The reason? Launching this dang newsletter. 🥲
I’ve been sitting on it for days. Perhaps you resonate? When there’s a part of your soul that wants so badly to take that risk — make that leap — but you’re afraid. Something is holding you back. Your past? Your history? Your heart?
This Lunar eclipse is exact degree conjunct my Jupiter in Scorpio, at 14° degrees. It falls in my 5th house — of creativity, inner child, and joyful expression.
The one thing on my mind these days? Writing. ✍️
“Place your hands on your body,” Ocean says. “Where does the energy feel stuck?”
To my surprise, my hands drifted over to my womb. My sacral. The birth of all creation. The energy was angry, churning. Restless.
I realized I was still carrying so many old wounds around creation and creativity that I am FINALLY letting go of under this Lunar eclipse:
The idea that I need to be consistent to “deserve” money, that I need to be fully established to run a paid newsletter, that no one would read my writing, that I’m sharing too much, that I’m not providing enough value . . .
. . . All of it.
When it comes right down to it — why do I write?
Because I can’t afford not to. 💌
Writing is as core to me as breathing. When I am cut off from my words, when I go too long without journaling, I feel bereft — disconnected from my life’s essence. Life loses its shape and meaning. I stop being present. I start to forget.
This Astrology journey is so fresh and full of color for me.
Why not document it?
Why not bring others along for the journey?
But it felt vulnerable, somehow, to just open it up for free once again.
Whenever I think about the graveyard of blogs and newsletters I’ve left in my wake, all the skeletons in my creative closet, I balk. They are a source of regret for me. But no more. This time, I’m going to do something different.
This time, I’m going to try making it paid.
I need you to know it’s not about the money for me.
If this is prohibitive to you, by all means — email me, and I’ll sort you out!
It’s about the intentionality behind it. Because to me, Money is Energy. 💥
I have my first paying subscriber (thank you, Ocean! 🥹).
And because of that, I feel held accountable, somehow. Like there is someone counting on me to get my words out there.
There is a sense of urgency, of importance, that I’ve never felt before.
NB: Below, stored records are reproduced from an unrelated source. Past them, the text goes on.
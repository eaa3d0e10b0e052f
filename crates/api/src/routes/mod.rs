pub mod health;

use axum::routing::{get, post};
use axum::Router;

use crate::handlers;
use crate::state::AppState;

/// Build the `/api` route tree.
///
/// Route hierarchy:
///
/// ```text
/// /user                              create (POST)
/// /user/{id}                         get, update (GET, PATCH)
/// /user/wallet/{address}             lookup by wallet address (GET)
///
/// /character                         create (POST)
/// /character/{user_id}               get, update by owner (GET, PATCH)
///
/// /quests                            create (POST)
/// /quests/{user_id}                  list for user (GET)
/// /quests/{id}                       update (PATCH)
/// /quest/{id}/claim                  claim completed quest reward (POST)
///
/// /fitness                           ingest a sample (POST)
/// /fitness/{user_id}                 list samples (?date=YYYY-MM-DD) (GET)
/// /sync-fitness/{user_id}            simulate a device sync (POST)
///
/// /transactions/{user_id}            list transactions (GET)
/// /leaderboard                       ranked entries (?limit=N) (GET)
///
/// /battle                            create mini-game battle (POST)
/// /battle/{user_id}                  latest active battle (GET)
/// /battle/{id}                       update battle state (PATCH)
///
/// /arena/progress/{user_id}          ladder progress, created on first access (GET)
/// /arena/battle                      fight the current ladder enemy (POST)
///
/// /store/items                       active catalog (GET)
/// /store/purchase                    buy an item, apply stat boost (POST)
/// /store/purchases/{user_id}         purchase history (GET)
/// ```
pub fn api_routes() -> Router<AppState> {
    Router::new()
        // Users and wallet lookup.
        .route("/user", post(handlers::user::create))
        .route(
            "/user/{id}",
            get(handlers::user::get_by_id).patch(handlers::user::update),
        )
        .route("/user/wallet/{address}", get(handlers::user::get_by_wallet))
        // Character sheet, keyed by owner.
        .route("/character", post(handlers::character::create))
        .route(
            "/character/{user_id}",
            get(handlers::character::get_by_user).patch(handlers::character::update_by_user),
        )
        // Quest ledger. GET takes a user id, PATCH a quest id.
        .route("/quests", post(handlers::quest::create))
        .route(
            "/quests/{id}",
            get(handlers::quest::list_for_user).patch(handlers::quest::update),
        )
        .route("/quest/{id}/claim", post(handlers::quest::claim))
        // Fitness samples and the simulated device sync.
        .route("/fitness", post(handlers::fitness::create))
        .route("/fitness/{user_id}", get(handlers::fitness::list_for_user))
        .route("/sync-fitness/{user_id}", post(handlers::fitness::sync))
        // Wallet history and rankings.
        .route(
            "/transactions/{user_id}",
            get(handlers::transaction::list_for_user),
        )
        .route("/leaderboard", get(handlers::leaderboard::list))
        // Orb-matching mini-game battles. GET takes a user id, PATCH a battle id.
        .route("/battle", post(handlers::battle::create))
        .route(
            "/battle/{id}",
            get(handlers::battle::get_active_for_user).patch(handlers::battle::update),
        )
        // Arena ladder.
        .route(
            "/arena/progress/{user_id}",
            get(handlers::arena::get_progress),
        )
        .route("/arena/battle", post(handlers::arena::battle))
        // Store catalog and purchases.
        .route("/store/items", get(handlers::store::list_items))
        .route("/store/purchase", post(handlers::store::purchase))
        .route(
            "/store/purchases/{user_id}",
            get(handlers::store::list_purchases),
        )
}
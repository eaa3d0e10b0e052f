//! Repository for the `characters` table.

use fitquest_core::types::DbId;
use sqlx::PgExecutor;

use crate::models::character::{Character, CreateCharacter, UpdateCharacter};

/// Column list shared across queries to avoid repetition.
const COLUMNS: &str = "id, user_id, name, level, xp, evolution_stage, \
     strength, stamina, agility, health, balance, created_at, updated_at";

/// Provides CRUD operations for characters, keyed by owning user.
pub struct CharacterRepo;

impl CharacterRepo {
    /// Insert a new character, returning the created row.
    ///
    /// If `name` is `None`, the column default ("Athlos") applies.
    pub async fn create(
        exec: impl PgExecutor<'_>,
        input: &CreateCharacter,
    ) -> Result<Character, sqlx::Error> {
        let query = format!(
            "INSERT INTO characters (user_id, name)
             VALUES ($1, COALESCE($2, 'Athlos'))
             RETURNING {COLUMNS}"
        );
        sqlx::query_as::<_, Character>(&query)
            .bind(input.user_id)
            .bind(&input.name)
            .fetch_one(exec)
            .await
    }

    /// Find the character owned by a user.
    pub async fn find_by_user(
        exec: impl PgExecutor<'_>,
        user_id: DbId,
    ) -> Result<Option<Character>, sqlx::Error> {
        let query = format!("SELECT {COLUMNS} FROM characters WHERE user_id = $1");
        sqlx::query_as::<_, Character>(&query)
            .bind(user_id)
            .fetch_optional(exec)
            .await
    }

    /// Find the character owned by a user, locking the row for the rest of
    /// the enclosing transaction. Used by the battle, claim, and purchase
    /// flows so concurrent requests for the same user serialize.
    pub async fn find_by_user_for_update(
        exec: impl PgExecutor<'_>,
        user_id: DbId,
    ) -> Result<Option<Character>, sqlx::Error> {
        let query = format!("SELECT {COLUMNS} FROM characters WHERE user_id = $1 FOR UPDATE");
        sqlx::query_as::<_, Character>(&query)
            .bind(user_id)
            .fetch_optional(exec)
            .await
    }

    /// Update a user's character. Only non-`None` fields in `input` are
    /// applied.
    ///
    /// Returns `None` if the user has no character.
    pub async fn update_by_user(
        exec: impl PgExecutor<'_>,
        user_id: DbId,
        input: &UpdateCharacter,
    ) -> Result<Option<Character>, sqlx::Error> {
        let query = format!(
            "UPDATE characters SET
                name = COALESCE($2, name),
                level = COALESCE($3, level),
                xp = COALESCE($4, xp),
                evolution_stage = COALESCE($5, evolution_stage),
                strength = COALESCE($6, strength),
                stamina = COALESCE($7, stamina),
                agility = COALESCE($8, agility),
                health = COALESCE($9, health),
                balance = COALESCE($10, balance),
                updated_at = NOW()
             WHERE user_id = $1
             RETURNING {COLUMNS}"
        );
        sqlx::query_as::<_, Character>(&query)
            .bind(user_id)
            .bind(&input.name)
            .bind(input.level)
            .bind(input.xp)
            .bind(input.evolution_stage)
            .bind(input.strength)
            .bind(input.stamina)
            .bind(input.agility)
            .bind(input.health)
            .bind(input.balance)
            .fetch_optional(exec)
            .await
    }
}
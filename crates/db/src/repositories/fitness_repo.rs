//! Repository for the `fitness_samples` table.

use chrono::NaiveDate;
use fitquest_core::types::DbId;
use sqlx::PgExecutor;

use crate::models::fitness::{CreateFitnessSample, FitnessSample};

/// Column list shared across queries to avoid repetition.
const COLUMNS: &str = "id, user_id, recorded_at, steps, calories, heart_rate, \
     active_minutes, distance, workout_type";

/// Provides insert and list operations for fitness samples.
pub struct FitnessRepo;

impl FitnessRepo {
    /// Insert a new fitness sample, returning the created row.
    pub async fn create(
        exec: impl PgExecutor<'_>,
        input: &CreateFitnessSample,
    ) -> Result<FitnessSample, sqlx::Error> {
        let query = format!(
            "INSERT INTO fitness_samples
                (user_id, steps, calories, heart_rate, active_minutes, distance, workout_type)
             VALUES ($1, $2, $3, $4, $5, $6, $7)
             RETURNING {COLUMNS}"
        );
        sqlx::query_as::<_, FitnessSample>(&query)
            .bind(input.user_id)
            .bind(input.steps)
            .bind(input.calories)
            .bind(input.heart_rate)
            .bind(input.active_minutes)
            .bind(input.distance)
            .bind(&input.workout_type)
            .fetch_one(exec)
            .await
    }

    /// List a user's samples, newest first, optionally filtered to a single
    /// UTC calendar date.
    pub async fn list_by_user(
        exec: impl PgExecutor<'_>,
        user_id: DbId,
        date: Option<NaiveDate>,
    ) -> Result<Vec<FitnessSample>, sqlx::Error> {
        let query = format!(
            "SELECT {COLUMNS} FROM fitness_samples
             WHERE user_id = $1
               AND ($2::date IS NULL OR (recorded_at AT TIME ZONE 'UTC')::date = $2)
             ORDER BY recorded_at DESC"
        );
        sqlx::query_as::<_, FitnessSample>(&query)
            .bind(user_id)
            .bind(date)
            .fetch_all(exec)
            .await
    }
}
use std::net::SocketAddr;
use std::sync::Arc;
use std::time::Duration;

use axum::http::header::{AUTHORIZATION, CONTENT_TYPE};
use axum::http::{HeaderName, Method, StatusCode};
use axum::Router;
use tower_http::catch_panic::CatchPanicLayer;
use tower_http::cors::CorsLayer;
use tower_http::request_id::{MakeRequestUuid, PropagateRequestIdLayer, SetRequestIdLayer};
use tower_http::timeout::TimeoutLayer;
use tower_http::trace::{DefaultMakeSpan, DefaultOnResponse, TraceLayer};
use tracing::Level;
use tracing_subscriber::{layer::SubscriberExt, util::SubscriberInitExt};

use fitquest_api::config::ServerConfig;
use fitquest_api::{routes, state};

use state::AppState;

#[tokio::main]
async fn main() {
    dotenvy::dotenv().ok();

    // --- Tracing ---
    tracing_subscriber::registry()
        .with(
            tracing_subscriber::EnvFilter::try_from_default_env()
                .unwrap_or_else(|_| "fitquest_api=debug,tower_http=debug".into()),
        )
        .with(tracing_subscriber::fmt::layer())
        .init();

    // --- Configuration ---
    let config = ServerConfig::from_env();
    tracing::info!(host = %config.host, port = %config.port, "Loaded server configuration");

    // --- Database ---
    let database_url = std::env::var("DATABASE_URL").expect("DATABASE_URL must be set");

    let pool = fitquest_db::create_pool(&database_url)
        .await
        .expect("Failed to connect to database");
    tracing::info!("Database connection pool created");

    fitquest_db::health_check(&pool)
        .await
        .expect("Database health check failed");
    tracing::info!("Database health check passed");

    fitquest_db::run_migrations(&pool)
        .await
        .expect("Failed to run database migrations");
    tracing::info!("Database migrations applied");

    // --- CORS ---
    let cors = build_cors_layer(&config);

    // --- App state ---
    let state = AppState {
        pool,
        config: Arc::new(config.clone()),
    };

    // --- Request ID header name ---
    let request_id_header = HeaderName::from_static("x-request-id");

    // --- Router ---
    let app = Router::new()
        // Health check at root level (not under /api).
        .merge(routes::health::router())
        // API routes.
        .nest("/api", routes::api_routes())
        // -- Middleware stack (applied bottom-up) --
        // Panic recovery: catch panics and return 500 JSON.
        .layer(CatchPanicLayer::new())
        // Request timeout.
        .layer(TimeoutLayer::with_status_code(
            StatusCode::REQUEST_TIMEOUT,
            Duration::from_secs(config.request_timeout_secs),
        ))
        // Propagate request ID to response.
        .layer(PropagateRequestIdLayer::new(request_id_header.clone()))
        // Structured request/response tracing.
        .layer(
            TraceLayer::new_for_http()
                .make_span_with(DefaultMakeSpan::new().level(Level::INFO))
                .on_response(DefaultOnResponse::new().level(Level::INFO)),
        )
        // Set request ID on incoming requests.
        .layer(SetRequestIdLayer::new(request_id_header, MakeRequestUuid))
        // CORS.
        .layer(cors)
        // Shared state.
        .with_state(state);

    // --- Start server ---
    let addr = SocketAddr::new(
        config.host.parse().expect("Invalid HOST address"),
        config.port,
    );
    tracing::info!(%addr, "Starting server");

    let listener = tokio::net::TcpListener::bind(addr)
        .await
        .expect("Failed to bind to address");

    axum::serve(listener, app)
        .with_graceful_shutdown(shutdown_signal())
        .await
        .expect("Server error");

    tracing::info!("Graceful shutdown complete");
}

/// Wait for a termination signal to initiate graceful shutdown.
///
/// Handles both SIGINT (Ctrl-C) and SIGTERM (on Unix) so the server
/// shuts down cleanly whether stopped interactively or by a process
/// manager (e.g. systemd, Docker, Kubernetes).
async fn shutdown_signal() {
    let ctrl_c = async {
        tokio::signal::ctrl_c()
            .await
            .expect("Failed to install Ctrl-C handler");
    };

    #[cfg(unix)]
    let terminate = async {
        tokio::signal::unix::signal(tokio::signal::unix::SignalKind::terminate())
            .expect("Failed to install SIGTERM handler")
            .recv()
            .await;
    };

    #[cfg(not(unix))]
    let terminate = std::future::pending::<()>();

    tokio::select! {
        () = ctrl_c => {
            tracing::info!("Received SIGINT (Ctrl-C), starting graceful shutdown");
        }
        () = terminate => {
            tracing::info!("Received SIGTERM, starting graceful shutdown");
        }
    }
}

/// Build the CORS middleware layer from server configuration.
///
/// Panics at startup if any configured origin is invalid, which is the
/// desired behaviour -- we want misconfiguration to fail fast.
fn build_cors_layer(config: &ServerConfig) -> CorsLayer {
    let origins: Vec<_> = config
        .cors_origins
        .iter()
        .map(|o| {
            o.parse()
                .unwrap_or_else(|e| panic!("Invalid CORS origin '{o}': {e}"))
        })
        .collect();

    CorsLayer::new()
        .allow_origin(origins)
        .allow_methods([
            Method::GET,
            Method::POST,
            Method::PUT,
            Method::DELETE,
            Method::PATCH,
        ])
        .allow_headers([CONTENT_TYPE, AUTHORIZATION])
        .allow_credentials(true)
        .max_age(Duration::from_secs(3600))
}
(That’s why I’m writing this — publishing twice in one day?! Who is she!!)
Scorpio is a fixed sign. For all my mutability, it appears my creativity feels most safe and seen where there is a container for her to be held. When she has a sandbox she can fully express and explore and expand in.
“Fixed energy needs a container to feel safe.” ~
Having this paywall makes me feel safe.
Safe to share. Safe to experiment. Safe to be brutally, unflinchingly honest.
The way I’ve always wanted to, but never dared.
This eclipse has burned away something in me —
All the fucks I’ve ever given about what other people think. ❤️🔥
From now on, I give BECAUSE I want to. I love BECAUSE I want to.
And I write, because I have to. There is no other way.
Thank you for being here.
Let’s build this thing together.
— Gwen x
The words fixed energy needs a container to feel safe resonated to my core. It is a piece of the puzzle that was missing. Why is it so hard to switch gears and relabel myself. I have a fixed t-square, which can be a fixed grand cross with the nodes. I need a container to feel safe says Mercury in Capricorn. Yes a reframe and a few steps closer to freedom.